Total recall of the first part of NLA

The main topics that were covered

  • Floating point arithmetic and related issues
  • Main operations with matrices and vectors, their complexity and special cases
  • Matrix decompositions: SVD, skeleton decompositions, LU/Cholecky decomposition, QR, Schur decomposition
  • SVD applications
  • Computing eigenvalues and eigenvectors: QR algorithm and power method
  • How we compute SVD

Singular value decomposition (SVD)

  • Representing matrix in the form
$$ A = U\Sigma V^*,$$
  • $U$ and $V$ are unitary
  • $\Sigma$ is diagonal

  • It exists for any matrix

  • It is used to get the best low rank approximation of the given matrix in Frobenius and spectral norms (Eckart–Young theorem)
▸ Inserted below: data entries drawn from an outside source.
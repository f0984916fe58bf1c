//! End-to-end script execution
//!
//! [`Engine`] runs parse, orchestrate, combine and write for one script.
//! Callers depend on the [`EngineExecutor`] trait so a disabled pipeline can be
//! swapped in without touching them.

use std::path::{Path, PathBuf};
use std::sync::Arc;
use std::time::Instant;

use async_trait::async_trait;
use tracing::{info, warn};

use super::context::RunContext;
use super::options::{EngineConfig, ExecuteOptions};
use super::orchestrator::SynthesisOrchestrator;
use crate::core::audio::{combine_wav_data, summarize_wav};
use crate::core::client::SynthesisBackend;
use crate::core::diagnostics::{SharedObserver, tracing_observer};
use crate::core::error::{SynthesisError, SynthesisResult};
use crate::core::script::{ScriptParser, TextParser};
use crate::core::voice::{VoiceCatalog, VoiceResolver};
use crate::utils::write_output;

/// Outcome of a successful run
#[derive(Debug, Clone, PartialEq)]
pub struct SynthesisSummary {
    pub segments: usize,
    pub output_path: PathBuf,
    pub bytes_written: usize,
    /// `None` when the assembled file could not be read back
    pub duration_secs: Option<f64>,
}

/// Turns a script into an audio file
#[async_trait]
pub trait EngineExecutor: Send + Sync {
    async fn execute(
        &self,
        ctx: &RunContext,
        script: &str,
        output_path: &Path,
        options: &ExecuteOptions,
    ) -> SynthesisResult<SynthesisSummary>;
}

/// Full synthesis pipeline
pub struct Engine {
    config: EngineConfig,
    parser: Arc<dyn ScriptParser>,
    orchestrator: SynthesisOrchestrator,
}

impl Engine {
    pub fn new(
        config: EngineConfig,
        backend: Arc<dyn SynthesisBackend>,
        catalog: Arc<VoiceCatalog>,
    ) -> Self {
        Self::with_observer(config, backend, catalog, tracing_observer())
    }

    /// Create an engine whose parser and resolver report to `observer`
    pub fn with_observer(
        config: EngineConfig,
        backend: Arc<dyn SynthesisBackend>,
        catalog: Arc<VoiceCatalog>,
        observer: SharedObserver,
    ) -> Self {
        let parser = TextParser::new(config.max_segment_chars).with_observer(observer.clone());
        let resolver = Arc::new(VoiceResolver::new(catalog).with_observer(observer));
        let orchestrator = SynthesisOrchestrator::new(
            backend,
            resolver,
            config.max_parallel_segments,
            config.segment_timeout,
            config.segment_rate_limit,
        );

        Self {
            config,
            parser: Arc::new(parser),
            orchestrator,
        }
    }

    pub fn config(&self) -> &EngineConfig {
        &self.config
    }

    /// Parse and synthesize `script`, returning the combined WAV and the
    /// number of segments it holds
    pub async fn synthesize(
        &self,
        ctx: &RunContext,
        script: &str,
        options: &ExecuteOptions,
    ) -> SynthesisResult<(Vec<u8>, usize)> {
        let fallback_tag = options.fallback_tag_or(&self.config.fallback_tag);
        let mut segments = self.parser.parse(script, fallback_tag);

        if segments.is_empty() {
            return Err(SynthesisError::NoSegments);
        }

        info!(segments = segments.len(), "Script parsed");

        let payloads = self.orchestrator.execute(ctx, &mut segments).await?;
        let audio = combine_wav_data(&payloads)?;

        Ok((audio, segments.len()))
    }
}

#[async_trait]
impl EngineExecutor for Engine {
    async fn execute(
        &self,
        ctx: &RunContext,
        script: &str,
        output_path: &Path,
        options: &ExecuteOptions,
    ) -> SynthesisResult<SynthesisSummary> {
        let started = Instant::now();

        let (audio, segments) = self.synthesize(ctx, script, options).await?;

        let duration_secs = match summarize_wav(&audio) {
            Ok(summary) => Some(summary.duration_secs),
            Err(e) => {
                warn!(error = %e, "Could not read back assembled audio");
                None
            }
        };

        write_output(output_path, &audio)
            .await
            .map_err(|source| SynthesisError::Output {
                path: output_path.to_path_buf(),
                source,
            })?;

        info!(
            segments,
            bytes = audio.len(),
            elapsed_ms = started.elapsed().as_millis() as u64,
            path = %output_path.display(),
            "Synthesis complete"
        );

        Ok(SynthesisSummary {
            segments,
            output_path: output_path.to_path_buf(),
            bytes_written: audio.len(),
            duration_secs,
        })
    }
}

/// Executor used when synthesis is disabled; writes nothing
#[derive(Debug, Default, Clone, Copy)]
pub struct NoopExecutor;

#[async_trait]
impl EngineExecutor for NoopExecutor {
    async fn execute(
        &self,
        _ctx: &RunContext,
        script: &str,
        output_path: &Path,
        _options: &ExecuteOptions,
    ) -> SynthesisResult<SynthesisSummary> {
        info!(
            script_len = script.chars().count(),
            path = %output_path.display(),
            "Synthesis disabled, skipping"
        );

        Ok(SynthesisSummary {
            segments: 0,
            output_path: output_path.to_path_buf(),
            bytes_written: 0,
            duration_secs: None,
        })
    }
}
Problem 1: solving linear systems

$$ Ax = b $$
  • LU/Cholesky decomposition
  • Least-squares problem

Case 1: square matrix

A solution to the linear system of equations with a square matrix $A$

$$ Ax = b $$

exists, iff

  • $\det A \neq 0$

or

  • matrix $A$ has full rank.

How to solve this problem?

  • Gaussian elimination or LU decomposition

Definition: LU decomposition of the matrix $A$ is representation in the form

$$A = LU,$$

where $L$ – lower triangular and $U$ – upper triangular matrix.

  • Forward and backward steps in Gaussian elimination

    • Forward step

      $$ L y = b.$$

    • Backward step

      $$ U x = y.$$

Does LU decomposition always exist?

  • Complexity is $\mathcal{O}(n^3)$
  • Q: can we reduce it?
  • Problems with stability
  • Strictly regular matrix

Pivoting

  • Any matrix can be factorized with PLU decomposition
$$ A = PLU, $$

where $P$ is a permutation matrix.

  • What about complexity?
  • How to solve linear system with this decomposition?
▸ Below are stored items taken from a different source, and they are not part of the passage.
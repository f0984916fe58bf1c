//! Audio payload assembly

mod wav;

use thiserror::Error;

pub use wav::{
    AudioSummary, CHUNK_HEADER_LEN, RIFF_HEADER_LEN, WavParts, combine_wav_data,
    extract_audio_data, summarize_wav,
};

#[derive(Error, Debug, Clone, PartialEq, Eq)]
pub enum AudioError {
    /// Structural violation in one payload
    #[error("invalid WAV header in payload {index}: {details}")]
    InvalidHeader { index: usize, details: String },

    #[error("no audio data to combine")]
    NoAudioData,

    #[error("combined audio of {bytes} bytes exceeds the RIFF size limit")]
    TooLarge { bytes: usize },

    #[error("failed to decode WAV: {0}")]
    Decode(String),
}
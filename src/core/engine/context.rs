//! Run context
//!
//! Carries the cancellation token and optional deadline shared by every task
//! of one synthesis run.

use std::time::Duration;

use tokio::time::Instant;
use tokio_util::sync::CancellationToken;

/// Roughly 30 years; stands in for timeouts too large to add to `Instant::now()`
const FAR_FUTURE: Duration = Duration::from_secs(86_400 * 365 * 30);

/// `timeout` from now, saturating to [`FAR_FUTURE`] when the addition overflows
fn deadline_after(timeout: Duration) -> Instant {
    let now = Instant::now();
    now.checked_add(timeout).unwrap_or_else(|| now + FAR_FUTURE)
}

/// Cancellation and deadline scope for one run
#[derive(Debug, Clone, Default)]
pub struct RunContext {
    /// Cancelling this token stops dispatch and aborts in-flight segments
    pub cancel_token: CancellationToken,

    /// Overall run deadline (optional)
    pub deadline: Option<Instant>,
}

impl RunContext {
    pub fn new() -> Self {
        Self::default()
    }

    /// Set the run deadline
    pub fn with_deadline(mut self, deadline: Instant) -> Self {
        self.deadline = Some(deadline);
        self
    }

    /// Set deadline from duration
    pub fn with_timeout(mut self, timeout: Duration) -> Self {
        self.deadline = Some(deadline_after(timeout));
        self
    }

    /// Use an externally owned cancellation token
    pub fn with_cancel_token(mut self, token: CancellationToken) -> Self {
        self.cancel_token = token;
        self
    }

    pub fn cancel(&self) {
        self.cancel_token.cancel();
    }

    pub fn is_cancelled(&self) -> bool {
        self.cancel_token.is_cancelled()
    }

    pub fn is_deadline_exceeded(&self) -> bool {
        self.deadline.is_some_and(|d| Instant::now() >= d)
    }

    /// Remaining time until the deadline (if set)
    pub fn remaining_time(&self) -> Option<Duration> {
        self.deadline
            .map(|d| d.saturating_duration_since(Instant::now()))
    }

    /// Deadline for one segment: `timeout` from now, capped by the run deadline
    pub fn segment_deadline(&self, timeout: Duration) -> Instant {
        let local = deadline_after(timeout);
        match self.deadline {
            Some(run) if run < local => run,
            _ => local,
        }
    }

    /// Child context for one task; cancelling the parent cancels the child
    pub fn child(&self) -> Self {
        Self {
            cancel_token: self.cancel_token.child_token(),
            deadline: self.deadline,
        }
    }
}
If matrix is Hermitian and positive definite

  • Hermitian positive definite matrix $A$ is strictly regular (check Sylvester's criterion) and has Cholesky decomposition
$$A = RR^*,$$

where $R$ is lower triangular matrix.

  • Sometimes matrix $R$ is called "square root" of the matrix $A$.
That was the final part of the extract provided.